YOUR GOAL
Look through the listing and report every line that has "codes" in it.

DATA SHOWN Start Marker

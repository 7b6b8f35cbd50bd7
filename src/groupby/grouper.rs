use std::ops::Range;
use std::sync::OnceLock;

use crate::dataframe::DataFrame;
use crate::error::{Error, Result};
use crate::groupby::grouping::{Grouping, KeySource};
use crate::groupby::indexer::GroupIndexer;
use crate::groupby::slicer::{GroupCell, GroupSlicer};
use crate::index::{DataFrameIndex, Index, Label, MultiIndex};

/// The split step of a group-by: one or more groupings over the same axis
/// and the sorted partition they induce.
///
/// A `Grouper` is immutable once built. Grouped views share it through an
/// `Arc`, so a column selected from a DataFrame group-by reuses the
/// partition instead of recomputing it.
#[derive(Debug)]
pub struct Grouper {
    groupings: Vec<Grouping>,
    indexer: GroupIndexer,
    cells: OnceLock<Vec<GroupCell>>,
    sorted_ids: OnceLock<Vec<i64>>,
}

impl Grouper {
    /// Combine groupings of equal length.
    ///
    /// Unnamed groupings are named `key` (single key) or `key_{i}`.
    pub fn new(mut groupings: Vec<Grouping>) -> Result<Self> {
        let n = match groupings.first() {
            Some(first) => first.len(),
            None => return Err(Error::Configuration("no grouping keys given".into())),
        };
        if let Some(bad) = groupings.iter().find(|g| g.len() != n) {
            return Err(Error::LengthMismatch {
                expected: n,
                actual: bad.len(),
            });
        }

        let single = groupings.len() == 1;
        for (i, grouping) in groupings.iter_mut().enumerate() {
            if grouping.name().is_none() {
                grouping.set_name(if single {
                    "key".to_string()
                } else {
                    format!("key_{}", i)
                });
            }
        }

        let indexer = GroupIndexer::new(&groupings)?;
        Ok(Grouper {
            groupings,
            indexer,
            cells: OnceLock::new(),
            sorted_ids: OnceLock::new(),
        })
    }

    /// Resolve key sources against an axis; returns the grouper and the
    /// columns used as keys
    pub(crate) fn from_keys(
        axis: &DataFrameIndex,
        keys: Vec<KeySource>,
        frame: Option<&DataFrame>,
    ) -> Result<(Self, Vec<String>)> {
        let mut groupings = Vec::with_capacity(keys.len());
        let mut exclusions = Vec::new();
        for key in keys {
            let resolved = key.resolve(axis, frame)?;
            exclusions.extend(resolved.exclusion);
            groupings.push(Grouping::new(resolved.values, resolved.name));
        }
        Ok((Grouper::new(groupings)?, exclusions))
    }

    pub fn groupings(&self) -> &[Grouping] {
        &self.groupings
    }

    pub fn nkeys(&self) -> usize {
        self.groupings.len()
    }

    /// Length of the grouped axis
    pub fn axis_len(&self) -> usize {
        self.indexer.sort_order().len()
    }

    pub fn names(&self) -> Vec<Option<String>> {
        self.groupings
            .iter()
            .map(|g| g.name().map(String::from))
            .collect()
    }

    pub fn shape(&self) -> &[usize] {
        self.indexer.shape()
    }

    pub fn indexer(&self) -> &GroupIndexer {
        &self.indexer
    }

    /// Row permutation that makes groups contiguous
    pub fn sort_order(&self) -> &[usize] {
        self.indexer.sort_order()
    }

    /// Flat group id of each row of the sorted buffer
    pub fn sorted_group_ids(&self) -> &[i64] {
        self.sorted_ids
            .get_or_init(|| self.indexer.sorted_group_ids())
    }

    /// Fresh walk over every cell of the group space, occupied or not
    pub fn slicer(&self, skip_empty: bool) -> GroupSlicer<'_> {
        GroupSlicer::new(
            self.indexer.sorted_labels(),
            self.indexer.shape(),
            0..self.axis_len(),
            skip_empty,
        )
    }

    /// Occupied cells in key order
    pub fn cells(&self) -> &[GroupCell] {
        self.cells.get_or_init(|| self.slicer(true).collect())
    }

    /// Number of groups with at least one row
    pub fn ngroups(&self) -> usize {
        self.cells().len()
    }

    /// Key values of a code tuple, one per grouping
    pub fn key(&self, codes: &[usize]) -> Vec<Label> {
        self.groupings
            .iter()
            .zip(codes)
            .map(|(g, &code)| g.ids()[code].clone())
            .collect()
    }

    /// Public form of a key: the label itself for a single key, a tuple
    /// otherwise
    pub fn key_label(&self, key: Vec<Label>) -> Label {
        if self.nkeys() == 1 {
            key.into_iter().next().unwrap_or(Label::Tuple(Vec::new()))
        } else {
            Label::Tuple(key)
        }
    }

    /// `(key, range of the sorted buffer)` for every occupied group
    pub fn iter(&self) -> impl Iterator<Item = (Label, Range<usize>)> + '_ {
        self.cells()
            .iter()
            .map(move |cell| (self.key_label(self.key(&cell.codes)), cell.range.clone()))
    }

    /// Original row positions of a sorted-buffer range, ascending
    pub fn positions(&self, range: Range<usize>) -> &[usize] {
        &self.sort_order()[range]
    }

    /// Cell holding `key`, if that group has rows
    pub fn find(&self, key: &Label) -> Option<&GroupCell> {
        let parts = if self.nkeys() == 1 {
            vec![key.clone()]
        } else {
            key.clone().into_parts()
        };
        if parts.len() != self.nkeys() {
            return None;
        }
        let codes: Option<Vec<usize>> = self
            .groupings
            .iter()
            .zip(&parts)
            .map(|(g, part)| g.reverse_id(part))
            .collect();
        let codes = codes?;
        self.cells().iter().find(|cell| cell.codes == codes)
    }

    /// Index of per-group results for the given flat group ids: the
    /// distinct keys for a single grouping, one level per grouping
    /// otherwise
    pub fn result_index(&self, flat_ids: &[usize]) -> Result<DataFrameIndex> {
        if let [grouping] = self.groupings.as_slice() {
            let values = flat_ids.iter().map(|&id| grouping.ids()[id].clone()).collect();
            return Ok(Index::with_name(values, grouping.name().map(String::from)).into());
        }

        let mut codes = vec![Vec::with_capacity(flat_ids.len()); self.nkeys()];
        for &id in flat_ids {
            for (level, code) in self.indexer.unravel(id).into_iter().enumerate() {
                codes[level].push(code as i32);
            }
        }
        let levels = self.groupings.iter().map(|g| g.ids().to_vec()).collect();
        Ok(MultiIndex::new(levels, codes, Some(self.names()))?.into())
    }

    /// Flat ids of the occupied groups, ascending
    pub fn occupied_ids(&self) -> Vec<usize> {
        self.cells()
            .iter()
            .map(|cell| self.indexer.ravel(&cell.codes))
            .collect()
    }

    /// Check that an object to group has one row per key
    pub(crate) fn check_len(&self, len: usize) -> Result<()> {
        if len != self.axis_len() {
            return Err(Error::LengthMismatch {
                expected: self.axis_len(),
                actual: len,
            });
        }
        Ok(())
    }
}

DATA SHOWN End Marker

RESPONSE BELOW
    pub fn key(&self, codes: &[usize]) -> Vec<Label> {
            .zip(codes)
            .map(move |cell| (self.key_label(self.key(&cell.codes)), cell.range.clone()))
        let codes: Option<Vec<usize>> = self
        let codes = codes?;
        self.cells().iter().find(|cell| cell.codes == codes)
        let mut codes = vec![Vec::with_capacity(flat_ids.len()); self.nkeys()];
                codes[level].push(code as i32);
        Ok(MultiIndex::new(levels, codes, Some(self.names()))?.into())
            .map(|cell| self.indexer.ravel(&cell.codes))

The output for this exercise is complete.